◆ **ABOUT THIS EXERCISE**:
Nothing is needed except the lines below that run from the one with "pub struct Generator" through the one with "pub fn with_ramp_limits(mut", repeated exactly.

◆ **RECORDED DATA**:
*** Block opens ***

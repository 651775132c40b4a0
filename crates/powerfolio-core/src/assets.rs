//! Asset records and the portfolio that groups them.

use crate::dimension::Dimension;
use crate::error::{ModelError, ModelResult};
use serde::{Deserialize, Serialize};
use std::collections::HashSet;
use std::fmt;

fn one() -> usize {
    1
}

fn unit() -> f64 {
    1.0
}

/// Dispatchable thermal-style unit with on/off commitment.
#[derive(Debug, Clone, PartialEq, Serialize, Deserialize)]
pub struct Generator {
    pub name: String,
    pub nominal_power: f64,
    pub variable_cost: f64,
    /// Maximum increase between consecutive steps; `None` leaves the ramp free.
    #[serde(default)]
    pub ramp_up: Option<f64>,
    #[serde(default)]
    pub ramp_down: Option<f64>,
    #[serde(default = "one")]
    pub min_up_time: usize,
    #[serde(default = "one")]
    pub min_down_time: usize,
    #[serde(default)]
    pub min_power: f64,
    #[serde(default)]
    pub startup_cost: f64,
    #[serde(default)]
    pub shutdown_cost: f64,
}

impl Generator {
    pub fn new(name: impl Into<String>, nominal_power: f64, variable_cost: f64) -> Self {
        Self {
            name: name.into(),
            nominal_power,
            variable_cost,
            ramp_up: None,
            ramp_down: None,
            min_up_time: 1,
            min_down_time: 1,
            min_power: 0.0,
            startup_cost: 0.0,
            shutdown_cost: 0.0,
        }
    }

    pub fn with_ramp_limits(mut self, up: f64, down: f64) -> Self {
        self.ramp_up = Some(up);
        self.ramp_down = Some(down);
        self
    }

    pub fn with_min_up_time(mut self, steps: usize) -> Self {
        self.min_up_time = steps;
        self
    }

    pub fn with_min_down_time(mut self, steps: usize) -> Self {
        self.min_down_time = steps;
        self
    }

    pub fn with_min_power(mut self, min_power: f64) -> Self {
        self.min_power = min_power;
        self
    }

    pub fn with_startup_cost(mut self, cost: f64) -> Self {
        self.startup_cost = cost;
        self
    }

    pub fn with_shutdown_cost(mut self, cost: f64) -> Self {
        self.shutdown_cost = cost;
        self
    }

    /// Effective ramp-up limit; an unset limit equals nominal power.
    pub fn max_ramp_up(&self) -> f64 {
        self.ramp_up.unwrap_or(self.nominal_power)
    }

    pub fn max_ramp_down(&self) -> f64 {
        self.ramp_down.unwrap_or(self.nominal_power)
    }

    pub fn validate(&self) -> ModelResult<()> {
        let name = &self.name;
        positive(name, "nominal_power", self.nominal_power)?;
        positive(name, "variable_cost", self.variable_cost)?;
        non_negative(name, "min_power", self.min_power)?;
        non_negative(name, "startup_cost", self.startup_cost)?;
        non_negative(name, "shutdown_cost", self.shutdown_cost)?;
        if let Some(up) = self.ramp_up {
            positive(name, "ramp_up", up)?;
        }
        if let Some(down) = self.ramp_down {
            positive(name, "ramp_down", down)?;
        }
        if self.min_up_time == 0 || self.min_down_time == 0 {
            return Err(ModelError::validation(format!(
                "generator '{name}': min_up_time and min_down_time must be at least 1"
            )));
        }
        if self.min_power > self.nominal_power {
            return Err(ModelError::validation(format!(
                "generator '{name}': min_power {} exceeds nominal_power {}",
                self.min_power, self.nominal_power
            )));
        }
        Ok(())
    }
}

/// Storage unit. State of charge fields are fractions of `capacity`.
#[derive(Debug, Clone, PartialEq, Serialize, Deserialize)]
pub struct Battery {
    pub name: String,
    pub capacity: f64,
    pub max_power: f64,
    #[serde(default = "unit")]
    pub efficiency_charging: f64,
    #[serde(default = "unit")]
    pub efficiency_discharging: f64,
    pub soc_start: f64,
    #[serde(default)]
    pub soc_end: Option<f64>,
    #[serde(default)]
    pub soc_min: f64,
    #[serde(default = "unit")]
    pub soc_max: f64,
}

impl Battery {
    /// Lossless battery with the full SOC range available.
    pub fn new(name: impl Into<String>, capacity: f64, max_power: f64, soc_start: f64) -> Self {
        Self {
            name: name.into(),
            capacity,
            max_power,
            efficiency_charging: 1.0,
            efficiency_discharging: 1.0,
            soc_start,
            soc_end: None,
            soc_min: 0.0,
            soc_max: 1.0,
        }
    }

    pub fn with_efficiencies(mut self, charging: f64, discharging: f64) -> Self {
        self.efficiency_charging = charging;
        self.efficiency_discharging = discharging;
        self
    }

    pub fn with_soc_end(mut self, soc_end: f64) -> Self {
        self.soc_end = Some(soc_end);
        self
    }

    pub fn with_soc_bounds(mut self, soc_min: f64, soc_max: f64) -> Self {
        self.soc_min = soc_min;
        self.soc_max = soc_max;
        self
    }

    pub fn validate(&self) -> ModelResult<()> {
        let name = &self.name;
        positive(name, "capacity", self.capacity)?;
        positive(name, "max_power", self.max_power)?;
        for (field, value) in [
            ("efficiency_charging", self.efficiency_charging),
            ("efficiency_discharging", self.efficiency_discharging),
        ] {
            if !(value > 0.0 && value <= 1.0) {
                return Err(ModelError::validation(format!(
                    "battery '{name}': {field} must lie in (0, 1], got {value}"
                )));
            }
        }
        let mut fractions = vec![
            ("soc_start", self.soc_start),
            ("soc_min", self.soc_min),
            ("soc_max", self.soc_max),
        ];
        if let Some(end) = self.soc_end {
            fractions.push(("soc_end", end));
        }
        for (field, value) in &fractions {
            if !(0.0..=1.0).contains(value) {
                return Err(ModelError::validation(format!(
                    "battery '{name}': {field} must lie in [0, 1], got {value}"
                )));
            }
        }
        if self.soc_min >= self.soc_max {
            return Err(ModelError::validation(format!(
                "battery '{name}': soc_min {} must be below soc_max {}",
                self.soc_min, self.soc_max
            )));
        }
        let targets = [("soc_start", Some(self.soc_start)), ("soc_end", self.soc_end)];
        for (field, value) in targets.iter().filter_map(|(f, v)| v.map(|v| (f, v))) {
            if value < self.soc_min || value > self.soc_max {
                return Err(ModelError::validation(format!(
                    "battery '{name}': {field} {value} outside [{}, {}]",
                    self.soc_min, self.soc_max
                )));
            }
        }
        Ok(())
    }
}

/// Inflexible demand; its profile comes from the scenario.
#[derive(Debug, Clone, PartialEq, Eq, Serialize, Deserialize)]
pub struct Load {
    pub name: String,
}

impl Load {
    pub fn new(name: impl Into<String>) -> Self {
        Self { name: name.into() }
    }
}

/// Which way a market may be traded.
#[derive(Debug, Clone, Copy, PartialEq, Eq, Default, Serialize, Deserialize)]
#[serde(rename_all = "lowercase")]
pub enum TradeDirection {
    Buy,
    Sell,
    #[default]
    Both,
}

impl TradeDirection {
    pub fn as_str(&self) -> &'static str {
        match self {
            TradeDirection::Buy => "buy",
            TradeDirection::Sell => "sell",
            TradeDirection::Both => "both",
        }
    }
}

impl fmt::Display for TradeDirection {
    fn fmt(&self, f: &mut fmt::Formatter<'_>) -> fmt::Result {
        f.write_str(self.as_str())
    }
}

/// Bilateral energy market.
#[derive(Debug, Clone, PartialEq, Serialize, Deserialize)]
pub struct Market {
    pub name: String,
    /// Upper bound on buy and sell volume per time step.
    pub max_volume: f64,
    #[serde(default)]
    pub trade_direction: TradeDirection,
    /// Trades are first-stage decisions shared by every scenario.
    #[serde(default)]
    pub stage_fixed: bool,
}

impl Market {
    pub fn new(name: impl Into<String>, max_volume: f64) -> Self {
        Self {
            name: name.into(),
            max_volume,
            trade_direction: TradeDirection::Both,
            stage_fixed: false,
        }
    }

    pub fn with_direction(mut self, direction: TradeDirection) -> Self {
        self.trade_direction = direction;
        self
    }

    pub fn stage_fixed(mut self, fixed: bool) -> Self {
        self.stage_fixed = fixed;
        self
    }

    pub fn validate(&self) -> ModelResult<()> {
        positive(&self.name, "max_volume", self.max_volume)
    }
}

/// Any member of a portfolio, tagged by kind.
#[derive(Debug, Clone, PartialEq, Serialize, Deserialize)]
#[serde(tag = "type", rename_all = "snake_case")]
pub enum Asset {
    Generator(Generator),
    Battery(Battery),
    Load(Load),
    Market(Market),
}

impl Asset {
    pub fn name(&self) -> &str {
        match self {
            Asset::Generator(g) => &g.name,
            Asset::Battery(b) => &b.name,
            Asset::Load(l) => &l.name,
            Asset::Market(m) => &m.name,
        }
    }

    /// The axis this asset's label lives on.
    pub fn dimension(&self) -> Dimension {
        match self {
            Asset::Generator(_) => Dimension::Generator,
            Asset::Battery(_) => Dimension::Battery,
            Asset::Load(_) => Dimension::Load,
            Asset::Market(_) => Dimension::Market,
        }
    }

    pub fn validate(&self) -> ModelResult<()> {
        match self {
            Asset::Generator(g) => g.validate(),
            Asset::Battery(b) => b.validate(),
            Asset::Load(_) => Ok(()),
            Asset::Market(m) => m.validate(),
        }
    }
}

impl From<Generator> for Asset {
    fn from(value: Generator) -> Self {
        Asset::Generator(value)
    }
}

impl From<Battery> for Asset {
    fn from(value: Battery) -> Self {
        Asset::Battery(value)
    }
}

impl From<Load> for Asset {
    fn from(value: Load) -> Self {
        Asset::Load(value)
    }
}

impl From<Market> for Asset {
    fn from(value: Market) -> Self {
        Asset::Market(value)
    }
}

/// Assets in insertion order; names are unique across every kind.
#[derive(Debug, Clone, Default, PartialEq, Serialize, Deserialize)]
pub struct Portfolio {
    assets: Vec<Asset>,
}

impl Portfolio {
    pub fn new() -> Self {
        Self::default()
    }

    pub fn from_assets<I>(assets: I) -> ModelResult<Self>
    where
        I: IntoIterator,
        I::Item: Into<Asset>,
    {
        let mut portfolio = Self::new();
        for asset in assets {
            portfolio.add(asset)?;
        }
        Ok(portfolio)
    }

    pub fn add(&mut self, asset: impl Into<Asset>) -> ModelResult<()> {
        let asset = asset.into();
        if self.contains(asset.name()) {
            return Err(ModelError::DuplicateLabel {
                dimension: asset.dimension(),
                label: asset.name().to_string(),
            });
        }
        self.assets.push(asset);
        Ok(())
    }

    pub fn contains(&self, name: &str) -> bool {
        self.assets.iter().any(|a| a.name() == name)
    }

    pub fn get(&self, name: &str) -> Option<&Asset> {
        self.assets.iter().find(|a| a.name() == name)
    }

    pub fn assets(&self) -> &[Asset] {
        &self.assets
    }

    pub fn is_empty(&self) -> bool {
        self.assets.is_empty()
    }

    pub fn generators(&self) -> impl Iterator<Item = &Generator> {
        self.assets.iter().filter_map(|a| match a {
            Asset::Generator(g) => Some(g),
            _ => None,
        })
    }

    pub fn batteries(&self) -> impl Iterator<Item = &Battery> {
        self.assets.iter().filter_map(|a| match a {
            Asset::Battery(b) => Some(b),
            _ => None,
        })
    }

    pub fn loads(&self) -> impl Iterator<Item = &Load> {
        self.assets.iter().filter_map(|a| match a {
            Asset::Load(l) => Some(l),
            _ => None,
        })
    }

    pub fn markets(&self) -> impl Iterator<Item = &Market> {
        self.assets.iter().filter_map(|a| match a {
            Asset::Market(m) => Some(m),
            _ => None,
        })
    }

    /// Asset names on one axis, in insertion order.
    pub fn labels(&self, dimension: Dimension) -> Vec<String> {
        self.assets
            .iter()
            .filter(|a| a.dimension() == dimension)
            .map(|a| a.name().to_string())
            .collect()
    }

    pub fn validate(&self) -> ModelResult<()> {
        let mut seen = HashSet::new();
        for asset in &self.assets {
            if !seen.insert(asset.name()) {
                return Err(ModelError::DuplicateLabel {
                    dimension: asset.dimension(),
                    label: asset.name().to_string(),
                });
            }
            asset.validate()?;
        }
        Ok(())
    }
}

fn positive(asset: &str, field: &str, value: f64) -> ModelResult<()> {
    if value > 0.0 && value.is_finite() {
        Ok(())
    } else {
        Err(ModelError::validation(format!(
            "'{asset}': {field} must be a positive number, got {value}"
        )))
    }
}

fn non_negative(asset: &str, field: &str, value: f64) -> ModelResult<()> {
    if value >= 0.0 && value.is_finite() {
        Ok(())
    } else {
        Err(ModelError::validation(format!(
            "'{asset}': {field} must be non-negative, got {value}"
        )))
    }
}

*** Block closes ***

◆ **WRITTEN SOLUTION**:
pub struct Generator {
    pub name: String,
    pub nominal_power: f64,
    pub variable_cost: f64,
    /// Maximum increase between consecutive steps; `None` leaves the ramp free.
    #[serde(default)]
    pub ramp_up: Option<f64>,
    #[serde(default)]
    pub ramp_down: Option<f64>,
    #[serde(default = "one")]
    pub min_up_time: usize,
    #[serde(default = "one")]
    pub min_down_time: usize,
    #[serde(default)]
    pub min_power: f64,
    #[serde(default)]
    pub startup_cost: f64,
    #[serde(default)]
    pub shutdown_cost: f64,
}

impl Generator {
    pub fn new(name: impl Into<String>, nominal_power: f64, variable_cost: f64) -> Self {
        Self {
            name: name.into(),
            nominal_power,
            variable_cost,
            ramp_up: None,
            ramp_down: None,
            min_up_time: 1,
            min_down_time: 1,
            min_power: 0.0,
            startup_cost: 0.0,
            shutdown_cost: 0.0,
        }
    }

    pub fn with_ramp_limits(mut self, up: f64, down: f64) -> Self {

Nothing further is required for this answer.